Собрание сочинений в 4 томах. Том 1 | страница 13
Довлатов создал театр одного рассказчика. Его проза обретает дополнительное измерение, устный эквивалент. Любой ее фрагмент бессмысленно рассматривать только в контексте, подчиненном общей идее вещи. Настолько увлекательна его речевая аранжировка, его конкретное звучание. Фрагмент вписывается в целое лишь на сепаратных основаниях.
Композиционно довлатовское повествование разделено не на главы, а на абзацы, на микроновеллы. Как в чеховском театре, граница между ними — пауза. Любая из них грозит оказаться роковой — какой бы веселый, напрашивающийся на продолжение эпизод она ни заключала. Да и что ж веселиться? Хотя автор и превратил юмор в своего Вергилия, он знает: райские кущи на горизонте — безусловно декорация. Его странствия обрываются за кулисами, в весьма неуютном пространстве. В этой области уже не весело, а грустно. Грустно от нашей суматошной, пустой и трогательной жизни.
Так литературный метод сплетается с судьбой.
И вот что я думаю на этот счет:
Если человека спасает от катастрофы лицедейство, то — надо играть.
Мне всегда хотелось переадресовать Сереже эти пастернаковские, Мейерхольдам посвященные, строчки.
Артистизм был, по-моему, для Довлатова единственной панацеей от всех бед. Сознанием он обладал все-таки катастрофическим.
Вот, например, его нью-йоркская квартира, письменный стол. С боковой его стороны, прикрепленный к стойке стеллажа, висит на шнурке плотный запечатанный конверт. В любое время дня и ночи он маячит перед Сережиными глазами, едва он поднимает голову от листа бумаги или от пишущей машинки. Надпись на конверте — «Вскрыть после моей смерти» — показалась мне жутковатой аффектацией. Нечего теперь говорить — на самом деле это была демонстрация стремления к той последней и высшей степени точности и аккуратности, что диктуется уже не культивируемым стилем поведения, но нравственной потребностью писателя, в любую минуту готового уйти в иное измерение. Также и фраза, мелькнувшая в сочинениях Довлатова, о том, что, покупая новые ботинки, он последние годы всякий раз думал об одном: не в них ли его положат в гроб, — фраза эта оплачена, как и все в прозе Довлатова, жизнью. Жизнью писателя-артиста.
Вспоминаю и другую надпись. 3 сентября 1976 года, приехав под вечер из Ленинграда в Пушкинские Горы, я тут же направился в деревню Березино, где Сережа тогда жил и должен был — по моим расчетам — веселиться в приятной компании. В избе я застал лишь его жену, Лену, одиноко бродившую над уже отключившимся мужем.

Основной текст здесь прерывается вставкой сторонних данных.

//! Building Resolver: external `osm_id` → entity, parent, main building.

use std::collections::HashSet;

use tracing::debug;

use crate::model::{Direction, Node, PropertyMap, Value};
use crate::storage::StorageBackend;
use crate::Result;
use super::schema;

/// Outcome of resolving an external identifier.
#[derive(Debug, Clone, PartialEq)]
pub struct Resolution {
    /// The Building or BuildingUnit carrying the identifier.
    pub entity: Node,
    /// The Building that has `entity` as a part, if any.
    pub parent: Option<Node>,
    /// `parent` if present, else `entity`.
    pub main: Node,
}

impl Resolution {
    pub fn from_parts(entity: Node, parent: Option<Node>) -> Self {
        let parent = parent.filter(|p| p.id != entity.id);
        let main = parent.clone().unwrap_or_else(|| entity.clone());
        Self { entity, parent, main }
    }

    pub fn is_part(&self) -> bool {
        self.main.id != self.entity.id
    }

    /// The entity's own properties when it is a part of a larger building;
    /// `None` when it is its own main building.
    pub fn part_properties(&self) -> Option<&PropertyMap> {
        self.is_part().then_some(&self.entity.properties)
    }
}

/// Find the Building/BuildingUnit with `osm_id`. Buildings are scanned
/// before units; the first hit wins.
pub async fn find_addressable<B: StorageBackend>(
    backend: &B,
    tx: &B::Tx,
    osm_id: &str,
) -> Result<Option<Node>> {
    let wanted = Value::from(osm_id);
    for label in schema::ADDRESSABLE {
        let hits = backend.nodes_by_property(tx, label, schema::OSM_ID, &wanted).await?;
        if let Some(node) = hits.into_iter().next() {
            return Ok(Some(node));
        }
    }
    Ok(None)
}

/// First Building that has `node` as a part (incoming `dicer_hasPart`).
pub async fn parent_building<B: StorageBackend>(
    backend: &B,
    tx: &B::Tx,
    node: &Node,
) -> Result<Option<Node>> {
    let parents = backend
        .neighbors(tx, node.id, Direction::Incoming, &[schema::HAS_PART], Some(schema::BUILDING))
        .await?;
    Ok(parents.into_iter().find(|p| p.id != node.id))
}

/// Resolve `node` to its main building.
pub async fn main_building<B: StorageBackend>(
    backend: &B,
    tx: &B::Tx,
    node: Node,
) -> Result<Resolution> {
    let parent = parent_building(backend, tx, &node).await?;
    Ok(Resolution::from_parts(node, parent))
}

/// Resolve an external identifier. `None` when nothing carries it.
pub async fn resolve<B: StorageBackend>(
    backend: &B,
    tx: &B::Tx,
    osm_id: &str,
) -> Result<Option<Resolution>> {
    let Some(entity) = find_addressable(backend, tx, osm_id).await? else {
        debug!(osm_id, "no building or unit carries this osm_id");
        return Ok(None);
    };
    let resolution = main_building(backend, tx, entity).await?;
    debug!(
        osm_id,
        entity = %resolution.entity.id,
        main = %resolution.main.id,
        is_part = resolution.is_part(),
        "resolved main building"
    );
    Ok(Some(resolution))
}

/// Every distinct, non-empty `osm_id` on Buildings and BuildingUnits, in
/// first-encounter order (buildings first).
pub async fn linked_osm_ids<B: StorageBackend>(backend: &B, tx: &B::Tx) -> Result<Vec<String>> {
    let mut seen = HashSet::new();
    let mut ids = Vec::new();
    for label in schema::ADDRESSABLE {
        for node in backend.nodes_by_label(tx, label).await? {
            let Some(id) = node.get(schema::OSM_ID).and_then(Value::as_label) else { continue };
            if !id.is_empty() && seen.insert(id.clone()) {
                ids.push(id);
            }
        }
    }
    Ok(ids)
}
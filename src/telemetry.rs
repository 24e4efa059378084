//! Logging setup.

use tracing_subscriber::{EnvFilter, layer::SubscriberExt, util::SubscriberInitExt};

use crate::config::ServiceConfig;

/// Build the filter: `RUST_LOG` wins, then the configured directive.
pub fn env_filter(config: &ServiceConfig) -> EnvFilter {
    EnvFilter::try_from_default_env().unwrap_or_else(|_| EnvFilter::new(&config.log_filter))
}

/// Install the global subscriber (fmt layer + env filter).
///
/// Fails if a global subscriber is already set.
pub fn init(config: &ServiceConfig) -> Result<(), tracing_subscriber::util::TryInitError> {
    let filter = env_filter(config);
    let active = filter.to_string();
    tracing_subscriber::registry()
        .with(filter)
        .with(tracing_subscriber::fmt::layer())
        .try_init()?;

    tracing::info!(filter = %active, "logging initialised");
    Ok(())
}
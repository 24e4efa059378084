//! Service configuration.
//!
//! | Variable | Default |
//! |----------|---------|
//! | `BUILDING_GRAPH_LOG` | `building_graph=info` |
//!
//! The store itself is injected as a `StorageBackend`; its connection
//! settings belong to whoever builds that backend.

use thiserror::Error;
use tracing_subscriber::filter::{EnvFilter, ParseError};

pub const LOG_FILTER_VAR: &str = "BUILDING_GRAPH_LOG";
pub const DEFAULT_LOG_FILTER: &str = "building_graph=info";

/// Configuration errors.
#[derive(Debug, Error)]
pub enum ConfigError {
    #[error("Invalid {var} directive {value:?}: {source}")]
    InvalidLogFilter {
        var: &'static str,
        value: String,
        #[source]
        source: ParseError,
    },
}

/// Top-level configuration.
#[derive(Debug, Clone, PartialEq, Eq)]
pub struct ServiceConfig {
    /// `tracing-subscriber` filter directive used when `RUST_LOG` is unset.
    pub log_filter: String,
}

impl Default for ServiceConfig {
    fn default() -> Self {
        Self { log_filter: DEFAULT_LOG_FILTER.to_owned() }
    }
}

impl ServiceConfig {
    /// Load from the process environment.
    pub fn from_env() -> Result<Self, ConfigError> {
        Self::from_lookup(|key| std::env::var(key).ok())
    }

    /// Load from an arbitrary key lookup. Empty values count as unset.
    pub fn from_lookup<F>(lookup: F) -> Result<Self, ConfigError>
    where
        F: Fn(&str) -> Option<String>,
    {
        let Some(log_filter) = lookup(LOG_FILTER_VAR)
            .map(|v| v.trim().to_owned())
            .filter(|v| !v.is_empty())
        else {
            return Ok(Self::default());
        };

        EnvFilter::try_new(&log_filter).map_err(|source| ConfigError::InvalidLogFilter {
            var: LOG_FILTER_VAR,
            value: log_filter.clone(),
            source,
        })?;

        Ok(Self { log_filter })
    }
}

#[cfg(test)]
mod tests {
    use super::*;
    use std::collections::HashMap;

    fn lookup(pairs: &[(&str, &str)]) -> impl Fn(&str) -> Option<String> {
        let map: HashMap<String, String> =
            pairs.iter().map(|(k, v)| (k.to_string(), v.to_string())).collect();
        move |key: &str| map.get(key).cloned()
    }

    #[test]
    fn test_defaults_apply() {
        assert_eq!(ServiceConfig::from_lookup(lookup(&[])).unwrap(), ServiceConfig::default());

        let blank = ServiceConfig::from_lookup(lookup(&[("BUILDING_GRAPH_LOG", "   ")])).unwrap();
        assert_eq!(blank.log_filter, DEFAULT_LOG_FILTER);
    }

    #[test]
    fn test_override() {
        let config = ServiceConfig::from_lookup(lookup(&[(
            "BUILDING_GRAPH_LOG",
            " building_graph=debug,warn ",
        )]))
        .unwrap();
        assert_eq!(config.log_filter, "building_graph=debug,warn");
    }

    #[test]
    fn test_bad_directive_rejected() {
        let err = ServiceConfig::from_lookup(lookup(&[("BUILDING_GRAPH_LOG", "building_graph=loud")]))
            .unwrap_err();
        assert!(matches!(
            &err,
            ConfigError::InvalidLogFilter { value, .. } if value == "building_graph=loud"
        ));
        assert!(err.to_string().starts_with("Invalid BUILDING_GRAPH_LOG directive"));
    }
}
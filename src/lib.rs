//! # building-graph — read-side queries over a building property graph
//!
//! Buildings, their structural components, materials, and regulatory
//! context live in a property graph owned by an upstream loader. This crate
//! composes the multi-hop reads over that graph and shapes them into the
//! JSON payloads of a small read API.
//!
//! ## Design Principles
//!
//! 1. **Trait-first**: `StorageBackend` is the contract between the query layer and storage
//! 2. **Clean DTOs**: `Node`, `Relationship`, `Value` cross all boundaries
//! 3. **Read-only**: every endpoint runs in one read-only transaction
//! 4. **Explicit handle**: the store is owned by a `BuildingGraph`, injected, and shut down explicitly
//!
//! ## Quick Start
//!
//! ```rust,no_run
//! use building_graph::BuildingGraph;
//!
//! # async fn example() -> building_graph::Result<()> {
//! let graph = BuildingGraph::open_memory();
//!
//! let detail = graph.building("way/4711").await?;
//! println!("{}", serde_json::to_string(&detail).unwrap_or_default());
//!
//! graph.shutdown().await?;
//! # Ok(())
//! # }
//! ```
//!
//! ## Endpoints
//!
//! | Method | Path | Response |
//! |--------|------|----------|
//! | `ping` | `/ping` | `{status}` |
//! | `linked_osm_ids` | `/linked_osm_ids` | `{osm_ids}` |
//! | `building` | `/building?osm_id=` | `{found: false}` or the full detail |
//! | `component_info` | `/component-info?name=&cat_fields=` | `[ComponentInfo]` |
//! | `material_volume_all` | `/material-volume-all` | `[MaterialVolume]` |
//! | `material_volume_building` | `/material-volume-building?building_id=` | `[MaterialVolume]` |

// ============================================================================
// Modules
// ============================================================================

pub mod model;
pub mod storage;
pub mod tx;
pub mod query;
pub mod response;
pub mod service;
pub mod config;
pub mod telemetry;

// ============================================================================
// Re-exports
// ============================================================================

pub use model::{
    Node, Relationship, Value, PropertyMap, props,
    NodeId, RelId, Direction,
};

pub use storage::{StorageBackend, MemoryBackend};

pub use tx::{Transaction, TxMode, TxId};

pub use query::FieldSelector;

pub use response::{
    BuildingDetail, BuildingResponse, ComponentInfo, ComponentSummary,
    LinkedOsmIds, MaterialVolume, Ping, Planning,
};

pub use service::BuildingGraph;

pub use config::{ConfigError, ServiceConfig};

// ============================================================================
// Error Types
// ============================================================================

#[derive(Debug, thiserror::Error)]
pub enum Error {
    #[error("Storage error: {0}")]
    StorageError(String),

    #[error("Transaction error: {0}")]
    TxError(String),

    #[error("Not found: {0}")]
    NotFound(String),

    /// The graph store failed during a request. Carries the upstream
    /// status code and message; surfaced to clients as HTTP 503.
    #[error("Service unavailable: {code}| {message}")]
    Unavailable { code: String, message: String },
}

impl Error {
    /// Neo4j-style status code for this error.
    pub fn code(&self) -> &str {
        match self {
            Error::StorageError(_) => "Neo.TransientError.General.DatabaseUnavailable",
            Error::TxError(_) => "Neo.ClientError.Transaction.ForbiddenDueToTransactionType",
            Error::NotFound(_) => "Neo.ClientError.Statement.EntityNotFound",
            Error::Unavailable { code, .. } => code,
        }
    }

    /// Wrap a failure from the store into `Unavailable`. Already-wrapped
    /// errors pass through unchanged.
    pub fn upstream(err: Error) -> Error {
        match err {
            Error::Unavailable { .. } => err,
            other => Error::Unavailable {
                code: other.code().to_owned(),
                message: other.to_string(),
            },
        }
    }

    /// HTTP status a host should answer with.
    pub fn http_status(&self) -> u16 {
        match self {
            Error::Unavailable { .. } => 503,
            Error::NotFound(_) => 404,
            _ => 500,
        }
    }

    /// Response body detail: `"Neo4jError: {code}| {message}"`.
    pub fn detail(&self) -> String {
        match self {
            Error::Unavailable { code, message } => format!("Neo4jError: {code}| {message}"),
            other => format!("Neo4jError: {}| {other}", other.code()),
        }
    }
}

pub type Result<T> = std::result::Result<T, Error>;

#[cfg(test)]
mod tests {
    use super::*;

    #[test]
    fn test_upstream_wraps_once() {
        let err = Error::upstream(Error::StorageError("connection refused".into()));
        assert_eq!(err.http_status(), 503);
        assert_eq!(err.code(), "Neo.TransientError.General.DatabaseUnavailable");
        assert_eq!(
            err.detail(),
            "Neo4jError: Neo.TransientError.General.DatabaseUnavailable| Storage error: connection refused"
        );

        let again = Error::upstream(err);
        assert!(matches!(
            &again,
            Error::Unavailable { message, .. } if message == "Storage error: connection refused"
        ));
    }

    #[test]
    fn test_status_mapping() {
        assert_eq!(Error::NotFound("x".into()).http_status(), 404);
        assert_eq!(Error::TxError("x".into()).http_status(), 500);
        assert_eq!(
            Error::TxError("tx-3 is read-only".into()).detail(),
            "Neo4jError: Neo.ClientError.Transaction.ForbiddenDueToTransactionType| \
             Transaction error: tx-3 is read-only"
        );
    }
}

За время моего отсутствия (как и Довлатов, я работал в Пушкинском заповеднике экскурсоводом) небогатый интерьер низкой горницы заметно украсился. На стене рядом с мутным треснувшим зеркалом выделялся приколотый с размаху всаженным ножом листок с крупной надписью: «35 ЛЕТ В ДЕРЬМЕ И ПОЗОРЕ». Так Сережа откликнулся на собственную круглую дату.